→ **DATA FOR REVIEW**
*** Begin section ***
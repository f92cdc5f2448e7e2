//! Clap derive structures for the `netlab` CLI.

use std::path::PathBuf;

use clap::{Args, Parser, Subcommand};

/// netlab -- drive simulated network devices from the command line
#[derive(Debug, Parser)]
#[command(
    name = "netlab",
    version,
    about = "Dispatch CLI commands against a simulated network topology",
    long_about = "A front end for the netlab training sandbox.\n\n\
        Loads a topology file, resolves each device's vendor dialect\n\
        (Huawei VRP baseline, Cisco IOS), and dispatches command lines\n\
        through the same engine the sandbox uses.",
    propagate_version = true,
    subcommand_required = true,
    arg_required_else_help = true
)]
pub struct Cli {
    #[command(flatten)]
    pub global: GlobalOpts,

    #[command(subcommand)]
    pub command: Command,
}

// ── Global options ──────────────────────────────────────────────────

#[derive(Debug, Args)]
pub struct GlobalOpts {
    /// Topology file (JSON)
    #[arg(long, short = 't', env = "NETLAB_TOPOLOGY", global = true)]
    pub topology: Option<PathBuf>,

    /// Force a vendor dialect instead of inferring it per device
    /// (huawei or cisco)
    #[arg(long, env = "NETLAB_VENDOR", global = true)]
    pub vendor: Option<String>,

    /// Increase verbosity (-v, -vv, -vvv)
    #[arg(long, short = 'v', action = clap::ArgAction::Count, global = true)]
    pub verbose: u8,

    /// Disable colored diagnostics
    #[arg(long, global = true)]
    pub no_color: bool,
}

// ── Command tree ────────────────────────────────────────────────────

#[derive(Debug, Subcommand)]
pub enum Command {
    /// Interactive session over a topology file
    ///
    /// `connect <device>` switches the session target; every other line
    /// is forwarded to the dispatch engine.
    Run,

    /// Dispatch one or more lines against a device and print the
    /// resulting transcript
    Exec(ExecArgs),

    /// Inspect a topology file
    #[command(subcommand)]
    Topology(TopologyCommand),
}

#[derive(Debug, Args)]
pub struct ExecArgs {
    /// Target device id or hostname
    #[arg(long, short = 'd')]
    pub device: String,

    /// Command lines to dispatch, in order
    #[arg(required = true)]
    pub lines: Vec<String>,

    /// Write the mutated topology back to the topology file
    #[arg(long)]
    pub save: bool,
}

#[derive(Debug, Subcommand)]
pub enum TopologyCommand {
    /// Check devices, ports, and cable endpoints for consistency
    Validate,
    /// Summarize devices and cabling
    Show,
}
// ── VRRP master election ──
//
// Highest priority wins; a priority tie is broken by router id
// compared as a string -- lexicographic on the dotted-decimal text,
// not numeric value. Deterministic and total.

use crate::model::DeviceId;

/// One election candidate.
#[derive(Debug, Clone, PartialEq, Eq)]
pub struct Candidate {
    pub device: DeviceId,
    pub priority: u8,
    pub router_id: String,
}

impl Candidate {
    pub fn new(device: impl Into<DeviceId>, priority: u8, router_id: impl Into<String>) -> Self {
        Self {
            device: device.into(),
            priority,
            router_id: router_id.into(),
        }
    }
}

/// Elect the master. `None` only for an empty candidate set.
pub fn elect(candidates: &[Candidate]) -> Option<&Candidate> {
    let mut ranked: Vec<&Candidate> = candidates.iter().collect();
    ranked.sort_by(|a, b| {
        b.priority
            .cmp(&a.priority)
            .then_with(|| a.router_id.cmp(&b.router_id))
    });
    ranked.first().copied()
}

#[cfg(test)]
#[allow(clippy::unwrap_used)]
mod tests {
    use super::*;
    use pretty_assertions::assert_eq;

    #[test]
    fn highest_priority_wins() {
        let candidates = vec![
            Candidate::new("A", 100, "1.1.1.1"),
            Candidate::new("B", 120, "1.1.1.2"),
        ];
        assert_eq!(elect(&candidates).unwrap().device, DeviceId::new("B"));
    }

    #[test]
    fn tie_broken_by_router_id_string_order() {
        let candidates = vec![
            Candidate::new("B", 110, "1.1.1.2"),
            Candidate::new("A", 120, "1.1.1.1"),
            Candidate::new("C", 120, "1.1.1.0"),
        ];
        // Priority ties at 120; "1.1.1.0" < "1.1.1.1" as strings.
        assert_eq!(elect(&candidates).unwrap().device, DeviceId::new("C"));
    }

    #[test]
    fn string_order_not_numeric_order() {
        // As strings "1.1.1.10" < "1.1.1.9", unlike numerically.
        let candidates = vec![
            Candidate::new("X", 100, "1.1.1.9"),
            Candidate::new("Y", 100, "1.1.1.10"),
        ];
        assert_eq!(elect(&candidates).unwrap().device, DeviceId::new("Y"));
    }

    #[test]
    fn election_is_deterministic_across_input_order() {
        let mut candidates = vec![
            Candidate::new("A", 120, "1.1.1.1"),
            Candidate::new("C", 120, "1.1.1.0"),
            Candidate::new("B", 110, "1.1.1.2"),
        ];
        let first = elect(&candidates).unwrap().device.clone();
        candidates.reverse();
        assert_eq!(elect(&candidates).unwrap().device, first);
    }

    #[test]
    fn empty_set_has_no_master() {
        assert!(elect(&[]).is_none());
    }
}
*** End section ***
→ **WORK TO BE COMPLETED**
Look through the entries and give the number of lines containing the word "dialect". Add nothing else.

→ **EXERCISE SOLUTION**
2